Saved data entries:
+===+

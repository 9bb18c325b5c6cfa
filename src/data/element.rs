//! Element emission-line models.
//!
//! Reference line energies come from a static table of K-series lines for
//! the light and transition elements and L-series lines for the heavy
//! elements. Default branching ratios can be overridden per line with
//! custom multipliers.

use super::params::{STR_COHERENT_SCT_AMPLITUDE, STR_COMPTON_AMPLITUDE};

/// Line family an element is fitted with.
#[derive(Clone, Copy, Debug, PartialEq, Eq)]
pub enum LineFamily {
    /// K-series fluorescence lines.
    K,
    /// L-series fluorescence lines.
    L,
    /// Coherent (elastic) scatter pseudo-element.
    Elastic,
    /// Incoherent (Compton) scatter pseudo-element.
    Compton,
}

/// One reference emission line: energy and relative intensity.
#[derive(Clone, Copy, Debug, PartialEq)]
pub struct EmissionLine {
    /// Line energy in keV.
    pub energy_kev: f64,
    /// Intensity relative to the strongest line of the family.
    pub ratio: f64,
}

/// (Kα1, Kα2, Kβ1) energies in keV.
static K_LINES: &[(&str, [f64; 3])] = &[
    ("Na", [1.0410, 1.0410, 1.0711]),
    ("Mg", [1.2536, 1.2536, 1.3022]),
    ("Al", [1.4867, 1.4863, 1.5575]),
    ("Si", [1.7400, 1.7394, 1.8359]),
    ("P", [2.0137, 2.0127, 2.1391]),
    ("S", [2.3078, 2.3066, 2.4640]),
    ("Cl", [2.6224, 2.6208, 2.8156]),
    ("Ar", [2.9577, 2.9556, 3.1905]),
    ("K", [3.3138, 3.3111, 3.5896]),
    ("Ca", [3.6917, 3.6881, 4.0127]),
    ("Sc", [4.0906, 4.0861, 4.4605]),
    ("Ti", [4.5108, 4.5049, 4.9318]),
    ("V", [4.9522, 4.9446, 5.4273]),
    ("Cr", [5.4147, 5.4055, 5.9467]),
    ("Mn", [5.8988, 5.8877, 6.4905]),
    ("Fe", [6.4038, 6.3908, 7.0580]),
    ("Co", [6.9303, 6.9153, 7.6494]),
    ("Ni", [7.4782, 7.4609, 8.2647]),
    ("Cu", [8.0478, 8.0278, 8.9053]),
    ("Zn", [8.6389, 8.6158, 9.5720]),
    ("Ga", [9.2517, 9.2248, 10.2642]),
    ("Ge", [9.8864, 9.8553, 10.9821]),
    ("As", [10.5437, 10.5080, 11.7262]),
    ("Se", [11.2224, 11.1814, 12.4959]),
    ("Br", [11.9242, 11.8776, 13.2914]),
    ("Rb", [13.3953, 13.3358, 14.9613]),
    ("Sr", [14.1650, 14.0979, 15.8357]),
    ("Y", [14.9584, 14.8829, 16.7378]),
    ("Zr", [15.7751, 15.6909, 17.6678]),
];

/// Default K-family branching ratios (Kα1, Kα2, Kβ1).
const K_RATIOS: [f64; 3] = [1.0, 0.51, 0.17];

/// (Lα1, Lβ1, Lβ2, Lγ1) energies in keV.
static L_LINES: &[(&str, [f64; 4])] = &[
    ("W", [8.3976, 9.6724, 9.9615, 11.2859]),
    ("Pt", [9.4423, 11.0707, 11.2505, 12.9420]),
    ("Au", [9.7133, 11.4423, 11.5847, 13.3817]),
    ("Hg", [9.9888, 11.8226, 11.9241, 13.8301]),
    ("Pb", [10.5515, 12.6137, 12.6226, 14.7644]),
];

/// Default L-family branching ratios (Lα1, Lβ1, Lβ2, Lγ1).
const L_RATIOS: [f64; 4] = [1.0, 0.70, 0.21, 0.08];

/// Per-element physical line data used to synthesize its spectral shape.
#[derive(Clone, Debug)]
pub struct FitElement {
    symbol: String,
    family: LineFamily,
    lines: Vec<EmissionLine>,
    custom_ratios: Vec<f64>,
}

impl FitElement {
    /// Look up an element by symbol.
    ///
    /// A bare symbol selects the K family; an `_L` suffix selects the L
    /// family (e.g. `"Pb_L"`). Returns `None` for symbols not in the line
    /// table; callers log and skip those.
    pub fn from_symbol(symbol: &str) -> Option<Self> {
        let (base, family) = match symbol.rsplit_once('_') {
            Some((base, "L")) => (base, LineFamily::L),
            Some((base, "K")) => (base, LineFamily::K),
            Some(_) => return None,
            None => (symbol, LineFamily::K),
        };

        let lines: Vec<EmissionLine> = match family {
            LineFamily::K => {
                let (_, energies) = K_LINES.iter().find(|(sym, _)| *sym == base)?;
                energies
                    .iter()
                    .zip(K_RATIOS.iter())
                    .map(|(&energy_kev, &ratio)| EmissionLine { energy_kev, ratio })
                    .collect()
            }
            LineFamily::L => {
                let (_, energies) = L_LINES.iter().find(|(sym, _)| *sym == base)?;
                energies
                    .iter()
                    .zip(L_RATIOS.iter())
                    .map(|(&energy_kev, &ratio)| EmissionLine { energy_kev, ratio })
                    .collect()
            }
            _ => unreachable!(),
        };

        let n = lines.len();
        Some(Self {
            symbol: symbol.to_string(),
            family,
            lines,
            custom_ratios: vec![1.0; n],
        })
    }

    /// Coherent-scatter pseudo-element.
    pub fn scatter_elastic() -> Self {
        Self {
            symbol: STR_COHERENT_SCT_AMPLITUDE.to_string(),
            family: LineFamily::Elastic,
            lines: Vec::new(),
            custom_ratios: Vec::new(),
        }
    }

    /// Compton-scatter pseudo-element.
    pub fn scatter_compton() -> Self {
        Self {
            symbol: STR_COMPTON_AMPLITUDE.to_string(),
            family: LineFamily::Compton,
            lines: Vec::new(),
            custom_ratios: Vec::new(),
        }
    }

    #[inline]
    pub fn symbol(&self) -> &str {
        &self.symbol
    }

    #[inline]
    pub fn family(&self) -> LineFamily {
        self.family
    }

    /// Name of this element's amplitude parameter in a `FitParams` set.
    pub fn amplitude_name(&self) -> &str {
        match self.family {
            LineFamily::Elastic => STR_COHERENT_SCT_AMPLITUDE,
            LineFamily::Compton => STR_COMPTON_AMPLITUDE,
            _ => &self.symbol,
        }
    }

    /// Number of lines in the family.
    #[inline]
    pub fn line_count(&self) -> usize {
        self.lines.len()
    }

    /// Emission lines with custom branching-ratio multipliers applied.
    pub fn lines(&self) -> impl Iterator<Item = EmissionLine> + '_ {
        self.lines
            .iter()
            .zip(self.custom_ratios.iter())
            .map(|(line, &factor)| EmissionLine {
                energy_kev: line.energy_kev,
                ratio: line.ratio * factor,
            })
    }

    /// Override the branching-ratio multiplier of line `index` (0..N-1).
    /// Returns false if the index is out of range for the family.
    pub fn set_custom_ratio(&mut self, index: usize, factor: f64) -> bool {
        if let Some(slot) = self.custom_ratios.get_mut(index) {
            *slot = factor;
            true
        } else {
            false
        }
    }
}
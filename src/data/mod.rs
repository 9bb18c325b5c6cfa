//! Data structures for XRF spectra fitting.

pub mod calibration;
pub mod element;
pub mod output;
pub mod params;
pub mod spectrum;

pub use calibration::{EnergyCalibration, EnergyRange};
pub use element::{EmissionLine, FitElement, LineFamily};
pub use output::PixelFit;
pub use params::{Bound, FitParam, FitParams};
pub use spectrum::{Spectrum, SpectrumError};
//! XRF spectrum data structure.

use ndarray::Array1;
use thiserror::Error;

/// One measured or modeled energy histogram plus acquisition metadata.
///
/// Counts are indexed by detector channel. The four scalar metadata fields
/// track acquisition timing and throughput and participate in dead-time
/// correction and accumulation.
#[derive(Clone, Debug)]
pub struct Spectrum {
    /// Per-channel counts.
    pub counts: Array1<f64>,

    /// Elapsed live time in seconds.
    pub elapsed_livetime: f64,

    /// Elapsed real (wall clock) time in seconds.
    pub elapsed_realtime: f64,

    /// Detector input count rate.
    pub input_counts: f64,

    /// Detector output count rate.
    pub output_counts: f64,
}

impl Spectrum {
    /// Create a zeroed spectrum with `sample_size` channels.
    pub fn new(sample_size: usize) -> Self {
        Self {
            counts: Array1::zeros(sample_size),
            elapsed_livetime: 1.0,
            elapsed_realtime: 1.0,
            input_counts: 1.0,
            output_counts: 1.0,
        }
    }

    /// Create a spectrum from an existing counts array.
    pub fn from_counts(counts: Array1<f64>) -> Self {
        Self {
            counts,
            elapsed_livetime: 1.0,
            elapsed_realtime: 1.0,
            input_counts: 1.0,
            output_counts: 1.0,
        }
    }

    /// Create a zeroed spectrum with explicit acquisition metadata.
    pub fn with_times(
        sample_size: usize,
        elapsed_livetime: f64,
        elapsed_realtime: f64,
        input_counts: f64,
        output_counts: f64,
    ) -> Self {
        Self {
            counts: Array1::zeros(sample_size),
            elapsed_livetime,
            elapsed_realtime,
            input_counts,
            output_counts,
        }
    }

    /// Get the number of channels.
    #[inline]
    pub fn len(&self) -> usize {
        self.counts.len()
    }

    /// Check if the spectrum has no channels.
    #[inline]
    pub fn is_empty(&self) -> bool {
        self.counts.is_empty()
    }

    /// Recompute the elapsed live time from the dead-time correction rule.
    ///
    /// Live time equals real time when either count rate is unset or zero;
    /// otherwise live time = real time * output / input.
    pub fn recalc_elapsed_livetime(&mut self) {
        if self.input_counts == 0.0 || self.output_counts == 0.0 {
            self.elapsed_livetime = self.elapsed_realtime;
        } else {
            self.elapsed_livetime =
                self.elapsed_realtime * self.output_counts / self.input_counts;
        }
    }

    /// Accumulate another spectrum into this one.
    ///
    /// Counts are added element-wise and all four metadata scalars are
    /// summed. The channel counts must match.
    pub fn add(&mut self, other: &Spectrum) -> Result<(), SpectrumError> {
        if other.len() != self.len() {
            return Err(SpectrumError::LengthMismatch {
                expected: self.len(),
                actual: other.len(),
            });
        }
        self.counts += &other.counts;
        self.elapsed_livetime += other.elapsed_livetime;
        self.elapsed_realtime += other.elapsed_realtime;
        self.input_counts += other.input_counts;
        self.output_counts += other.output_counts;
        Ok(())
    }

    /// Extract a contiguous sub-range of `count` channels starting at `start`.
    ///
    /// The returned spectrum carries default acquisition metadata.
    pub fn sub_spectrum(&self, start: usize, count: usize) -> Result<Spectrum, SpectrumError> {
        let end = start
            .checked_add(count)
            .filter(|&e| e <= self.len())
            .ok_or(SpectrumError::RangeOutOfBounds {
                start,
                count,
                len: self.len(),
            })?;
        Ok(Spectrum::from_counts(
            self.counts.slice(ndarray::s![start..end]).to_owned(),
        ))
    }
}

/// Errors that can occur when creating/manipulating spectra.
#[derive(Debug, Clone, PartialEq, Eq, Error)]
pub enum SpectrumError {
    /// Channel counts don't match.
    #[error("channel count mismatch: expected {expected}, got {actual}")]
    LengthMismatch { expected: usize, actual: usize },

    /// Requested sub-range falls outside the spectrum.
    #[error("sub-range {start}+{count} out of bounds for {len} channels")]
    RangeOutOfBounds {
        start: usize,
        count: usize,
        len: usize,
    },
}
impl<'a> Parser<'a> {
    fn new(source: &'a str, tokens: Vec<Token>) -> Self {
        Self {
            source,
            tokens,
            i: 0,
            prev: 0,
        }
    }

    fn peek(&self) -> &Tok {
        self.peek_nth(0)
    }

    fn peek_nth(&self, n: usize) -> &Tok {
        self.tokens
            .get(self.i + n)
            .or(self.tokens.last())
            .map(|t| &t.tok)
            .unwrap_or(&Tok::Eof)
    }

    fn pos(&self) -> usize {
        self.tokens
            .get(self.i)
            .or(self.tokens.last())
            .map(|t| t.pos)
            .unwrap_or(0)
    }

    fn advance(&mut self) -> Token {
        let token = self.tokens.get(self.i).cloned().unwrap_or(Token {
            tok: Tok::Eof,
            pos: self.source.len(),
        });
        if self.i < self.tokens.len() {
            self.i += 1;
        }
        self.prev = token.pos;
        token
    }

    fn eat(&mut self, tok: &Tok) -> bool {
        if self.peek() == tok {
            self.advance();
            true
        } else {
            false
        }
    }

    fn expect(&mut self, tok: Tok) -> Result<Token> {
        if self.peek() == &tok {
            Ok(self.advance())
        } else {
            self.unexpected(&tok.describe())
        }
    }

    fn unexpected<T>(&self, wanted: &str) -> Result<T> {
        Err(CompileError {
            pos: self.pos(),
            message: format!("expected {wanted}, found {}", self.peek().describe()),
        })
    }

    fn ident(&mut self) -> Result<String> {
        match self.peek().clone() {
            Tok::Ident(name) => {
                self.advance();
                Ok(name)
            }
            _ => self.unexpected("identifier"),
        }
    }

    /// Parse statements until `}` (when `open` is the position of the opening
    /// brace) or the end of the template.
    fn block(&mut self, open: Option<usize>) -> Result<Vec<Node>> {
        let mut nodes = Vec::new();
        loop {
            match self.peek() {
                Tok::Semi | Tok::SpanEnd => {
                    self.advance();
                }
                Tok::Eof => {
                    if let Some(pos) = open {
                        return Err(CompileError {
                            pos,
                            message: "unclosed `{`".to_string(),
                        });
                    }
                    return Ok(nodes);
                }
                Tok::RBrace => {
                    if open.is_none() {
                        return self.unexpected("statement");
                    }
                    self.advance();
                    return Ok(nodes);
                }
                _ => nodes.push(self.statement()?),
            }
        }
    }

    fn statement(&mut self) -> Result<Node> {
        match self.peek().clone() {
            Tok::Text(text) => {
                self.advance();
                Ok(Node::Text(text))
            }
            Tok::Echo => {
                self.advance();
                let expr = self.expr()?;
                self.eat(&Tok::Semi);
                if self.peek() != &Tok::SpanEnd {
                    return self.unexpected("`?>` after echoed expression");
                }
                Ok(Node::Echo(expr))
            }
            Tok::Let => {
                self.advance();
                let name = self.ident()?;
                self.expect(Tok::Assign)?;
                let value = self.expr()?;
                self.end_statement()?;
                Ok(Node::Let { name, value })
            }
            Tok::If => self.if_statement(),
            Tok::For => self.for_statement(),
            Tok::Ident(name) if name == "include" && self.peek_nth(1) == &Tok::LParen => {
                let pos = self.advance().pos;
                self.advance();
                let mut args = self.arguments()?;
                if args.is_empty() || args.len() > 2 {
                    return Err(CompileError {
                        pos,
                        message: "include() takes a path and an optional environment".to_string(),
                    });
                }
                let env = if args.len() == 2 { args.pop() } else { None };
                let path = args.remove(0);
                self.end_statement()?;
                Ok(Node::Include { path, env, pos })
            }
            _ => {
                let expr = self.expr()?;
                if self.peek() == &Tok::Assign {
                    let ExprKind::Ident(name) = expr.kind else {
                        return Err(CompileError {
                            pos: self.pos(),
                            message: "only plain variables can be assigned".to_string(),
                        });
                    };
                    self.advance();
                    let value = self.expr()?;
                    self.end_statement()?;
                    return Ok(Node::Assign {
                        name,
                        value,
                        pos: expr.pos,
                    });
                }
                self.end_statement()?;
                Ok(Node::Expr(expr))
            }
        }
    }

    fn end_statement(&mut self) -> Result<()> {
        match self.peek() {
            Tok::Semi => {
                self.advance();
                Ok(())
            }
            Tok::SpanEnd | Tok::RBrace | Tok::Eof => Ok(()),
            _ => {
                let between = self.source.get(self.prev..self.pos()).unwrap_or("");
                if between.contains('\n') {
                    Ok(())
                } else {
                    self.unexpected("`;` or end of line")
                }
            }
        }
    }

    fn skip_span_ends(&self) -> usize {
        let mut n = 0;
        while self.peek_nth(n) == &Tok::SpanEnd {
            n += 1;
        }
        n
    }

    fn if_statement(&mut self) -> Result<Node> {
        self.advance();
        let mut branches = Vec::new();
        let mut otherwise = None;

        let cond = self.expr()?;
        let open = self.expect(Tok::LBrace)?.pos;
        branches.push((cond, self.block(Some(open))?));

        loop {
            let n = self.skip_span_ends();
            if self.peek_nth(n) != &Tok::Else {
                break;
            }
            for _ in 0..=n {
                self.advance();
            }
            if self.eat(&Tok::If) {
                let cond = self.expr()?;
                let open = self.expect(Tok::LBrace)?.pos;
                branches.push((cond, self.block(Some(open))?));
            } else {
                let open = self.expect(Tok::LBrace)?.pos;
                otherwise = Some(self.block(Some(open))?);
                break;
            }
        }

        Ok(Node::If {
            branches,
            otherwise,
        })
    }

    fn for_statement(&mut self) -> Result<Node> {
        self.advance();
        let parenthesized = self.eat(&Tok::LParen);
        self.eat(&Tok::Let);
        let first = self.ident()?;
        let second = if self.eat(&Tok::Comma) {
            Some(self.ident()?)
        } else {
            None
        };
        self.expect(Tok::In)?;
        let iterable = self.expr()?;
        if parenthesized {
            self.expect(Tok::RParen)?;
        }
        let open = self.expect(Tok::LBrace)?.pos;
        let body = self.block(Some(open))?;
        Ok(Node::For {
            first,
            second,
            iterable,
            body,
        })
    }

    fn arguments(&mut self) -> Result<Vec<Expr>> {
        let mut args = Vec::new();
        while !self.eat(&Tok::RParen) {
            args.push(self.expr()?);
            if !self.eat(&Tok::Comma) {
                self.expect(Tok::RParen)?;
                break;
            }
        }
        Ok(args)
    }

    pub fn expr(&mut self) -> Result<Expr> {
        let cond = self.binary(0)?;
        if self.peek() != &Tok::Question {
            return Ok(cond);
        }
        self.advance();
        let then = self.expr()?;
        self.expect(Tok::Colon)?;
        let otherwise = self.expr()?;
        let pos = cond.pos;
        Ok(Expr::new(
            ExprKind::Cond(Box::new(cond), Box::new(then), Box::new(otherwise)),
            pos,
        ))
    }

    fn binary_op(&self, level: usize) -> Option<BinaryOp> {
        let op = match self.peek() {
            Tok::OrOr => BinaryOp::Or,
            Tok::AndAnd => BinaryOp::And,
            Tok::Eq => BinaryOp::Eq,
            Tok::Ne => BinaryOp::Ne,
            Tok::Lt => BinaryOp::Lt,
            Tok::Le => BinaryOp::Le,
            Tok::Gt => BinaryOp::Gt,
            Tok::Ge => BinaryOp::Ge,
            Tok::Plus => BinaryOp::Add,
            Tok::Minus => BinaryOp::Sub,
            Tok::Star => BinaryOp::Mul,
            Tok::Slash => BinaryOp::Div,
            Tok::Percent => BinaryOp::Rem,
            _ => return None,
        };
        (precedence(op) == level).then_some(op)
    }

    fn binary(&mut self, level: usize) -> Result<Expr> {
        if level > MAX_PRECEDENCE {
            return self.unary();
        }
        let mut lhs = self.binary(level + 1)?;
        while let Some(op) = self.binary_op(level) {
            self.advance();
            let rhs = self.binary(level + 1)?;
            let pos = lhs.pos;
            lhs = Expr::new(ExprKind::Binary(op, Box::new(lhs), Box::new(rhs)), pos);
        }
        Ok(lhs)
    }

    fn unary(&mut self) -> Result<Expr> {
        let op = match self.peek() {
            Tok::Bang => UnaryOp::Not,
            Tok::Minus => UnaryOp::Neg,
            _ => return self.postfix(),
        };
        let pos = self.advance().pos;
        let operand = self.unary()?;
        Ok(Expr::new(ExprKind::Unary(op, Box::new(operand)), pos))
    }

    fn postfix(&mut self) -> Result<Expr> {
        let mut expr = self.primary()?;
        loop {
            match self.peek() {
                Tok::Dot => {
                    self.advance();
                    let name = self.ident()?;
                    let pos = expr.pos;
                    expr = Expr::new(ExprKind::Member(Box::new(expr), name), pos);
                }
                Tok::LBracket => {
                    self.advance();
                    let index = self.expr()?;
                    self.expect(Tok::RBracket)?;
                    let pos = expr.pos;
                    expr = Expr::new(ExprKind::Index(Box::new(expr), Box::new(index)), pos);
                }
                Tok::LParen => {
                    return Err(CompileError {
                        pos: self.pos(),
                        message: "only named functions can be called".to_string(),
                    });
                }
                _ => return Ok(expr),
            }
        }
    }

    fn primary(&mut self) -> Result<Expr> {
        let pos = self.pos();
        let kind = match self.peek().clone() {
            Tok::Number(n) => {
                self.advance();
                let v = value::number(n).map_err(|message| CompileError { pos, message })?;
                ExprKind::Literal(v)
            }
            Tok::Str(s) => {
                self.advance();
                ExprKind::Literal(Value::String(s))
            }
            Tok::True => {
                self.advance();
                ExprKind::Literal(Value::Bool(true))
            }
            Tok::False => {
                self.advance();
                ExprKind::Literal(Value::Bool(false))
            }
            Tok::Null => {
                self.advance();
                ExprKind::Literal(Value::Null)
            }
            Tok::Ident(name) => {
                self.advance();
                if self.eat(&Tok::LParen) {
                    if name == "include" {
                        return Err(CompileError {
                            pos,
                            message: "include() must be used as a statement".to_string(),
                        });
                    }
                    ExprKind::Call(name, self.arguments()?)
                } else {
                    ExprKind::Ident(name)
                }
            }
            Tok::LParen => {
                self.advance();
                let inner = self.expr()?;
                self.expect(Tok::RParen)?;
                return Ok(inner);
            }
            Tok::LBracket => {
                self.advance();
                let mut items = Vec::new();
                while !self.eat(&Tok::RBracket) {
                    items.push(self.expr()?);
                    if !self.eat(&Tok::Comma) {
                        self.expect(Tok::RBracket)?;
                        break;
                    }
                }
                ExprKind::Array(items)
            }
            Tok::LBrace => {
                self.advance();
                let mut entries = Vec::new();
                while !self.eat(&Tok::RBrace) {
                    let key = match self.peek().clone() {
                        Tok::Ident(k) | Tok::Str(k) => k,
                        Tok::Number(n) => value::to_text(
                            &value::number(n).map_err(|message| CompileError { pos, message })?,
                        ),
                        _ => return self.unexpected("object key"),
                    };
                    self.advance();
                    self.expect(Tok::Colon)?;
                    entries.push((key, self.expr()?));
                    if !self.eat(&Tok::Comma) {
                        self.expect(Tok::RBrace)?;
                        break;
                    }
                }
                ExprKind::Object(entries)
            }
            _ => return self.unexpected("expression"),
        };
        Ok(Expr::new(kind, pos))
    }
}
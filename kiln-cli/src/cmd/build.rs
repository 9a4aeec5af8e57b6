use anyhow::{Result, bail};
use clap::{Arg, ArgAction, ArgMatches, Command};
use kiln_core::{Site, SiteBuilder, TemplateContext};

use crate::config::KilnConfig;

pub fn add_build_args(command: Command) -> Command {
    command
        .arg(
            Arg::new("dir")
                .short('C')
                .long("directory")
                .value_name("DIR")
                .help("Source directory to build"),
        )
        .arg(
            Arg::new("output")
                .short('o')
                .long("output")
                .value_name("DIR")
                .help("Output directory for the generated site"),
        )
        .arg(
            Arg::new("config")
                .long("config")
                .value_name("FILE")
                .help("Configuration file [default: <DIR>/kiln.toml]"),
        )
        .arg(
            Arg::new("dev")
                .short('g')
                .long("dev")
                .help("Log debug output")
                .action(ArgAction::SetTrue),
        )
        .arg(
            Arg::new("quiet")
                .long("quiet")
                .help("Only log warnings and errors")
                .action(ArgAction::SetTrue)
                .conflicts_with("dev"),
        )
}

pub fn make_subcommand() -> Command {
    add_build_args(Command::new("build")).about("Build the site once")
}

/// Set up a site from the layered configuration.
pub fn site(config: &KilnConfig, templates: TemplateContext) -> Result<Site> {
    let site = SiteBuilder::new()
        .config(config.site_config()?)
        .template_context(templates)
        .build()?;
    Ok(site)
}

pub async fn execute(args: &ArgMatches) -> Result<()> {
    let config = KilnConfig::load(args)?;
    let site = site(&config, TemplateContext::default())?;

    let summary = site.render_all().await?;
    if summary.failed > 0 || summary.fallbacks > 0 {
        bail!(
            "{} pages were copied verbatim and {} files could not be written",
            summary.fallbacks,
            summary.failed
        );
    }
    Ok(())
}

+===+

Work instructions: Write out every line from the entries where "items" appears.

Solution for this task:
                let mut items = Vec::new();
                    items.push(self.expr()?);
                ExprKind::Array(items)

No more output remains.